[[ Information supplied open ]]
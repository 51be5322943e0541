use std::sync::Arc;

use serde_json::Value;
use time::Date;

use crate::domain::{
    models::{
        recent_account_leads, AccountLead, Collection, ListParams, NewAccountLeadRequest, Page,
        RecentAccountLead,
    },
    ports::outbound::RecordStore,
    services::records::{decode_all, RecordService},
    CrmError,
};

/// Expansion used by the listing endpoints.
pub const LIST_EXPAND: &str = "account_id,lead_id";
/// Expansion used by the recent view; also pulls the account's type.
pub const RECENT_EXPAND: &str = "account_id.type_id,lead_id";

/// Lead-to-account assignments.
///
/// Creation checks for an already active relation between the same account
/// and lead by scanning existing relations first. The check and the create
/// are separate requests, so two concurrent creates can both pass it.
pub struct AccountLeadService {
    records: RecordService,
    page_size: u32,
}

impl AccountLeadService {
    pub fn new(store: Arc<dyn RecordStore>, page_size: u32) -> Self {
        Self {
            records: RecordService::new(store, Collection::AccountLeads, page_size),
            page_size,
        }
    }

    pub fn records(&self) -> &RecordService {
        &self.records
    }

    /// First page with account and lead expanded.
    pub async fn list_page(&self) -> Result<Page, CrmError> {
        let params = ListParams::new()
            .per_page(self.page_size)
            .expand(LIST_EXPAND);
        self.records.list(&params).await
    }

    /// Every relation with account and lead expanded.
    pub async fn list_expanded(&self) -> Result<Vec<Value>, CrmError> {
        self.records
            .list_all(ListParams::new().expand(LIST_EXPAND))
            .await
    }

    pub async fn create(
        &self,
        request: NewAccountLeadRequest,
        today: Date,
    ) -> Result<Value, CrmError> {
        if let (Some(account_id), Some(lead_id)) = (&request.account_id, &request.lead_id) {
            let existing: Vec<AccountLead> =
                decode_all(self.records.list_all(ListParams::new()).await?)?;

            if let Some(active) = existing
                .iter()
                .find(|relation| relation.is_active_between(account_id, lead_id))
            {
                tracing::info!(
                    %account_id,
                    %lead_id,
                    relation_id = %active.id,
                    "rejecting duplicate active relation"
                );
                return Err(CrmError::ActiveRelationExists);
            }
        }

        self.records.create(&request.into_new(today)).await
    }

    /// Relations that started in the month of `today`, flattened.
    pub async fn recent(&self, today: Date) -> Result<Vec<RecentAccountLead>, CrmError> {
        let relations: Vec<AccountLead> = decode_all(
            self.records
                .list_all(ListParams::new().expand(RECENT_EXPAND))
                .await?,
        )?;

        Ok(recent_account_leads(&relations, today))
    }
}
[[ Information supplied closed ]]
## Exercise aim
The required output is every line above from the one with "pub struct AccountLeadService" down to the one with "let params = ListParams::new()", restated word for word, ends included.

## Exercise response
pub struct AccountLeadService {
    records: RecordService,
    page_size: u32,
}

impl AccountLeadService {
    pub fn new(store: Arc<dyn RecordStore>, page_size: u32) -> Self {
        Self {
            records: RecordService::new(store, Collection::AccountLeads, page_size),
            page_size,
        }
    }

    pub fn records(&self) -> &RecordService {
        &self.records
    }

    /// First page with account and lead expanded.
    pub async fn list_page(&self) -> Result<Page, CrmError> {
        let params = ListParams::new()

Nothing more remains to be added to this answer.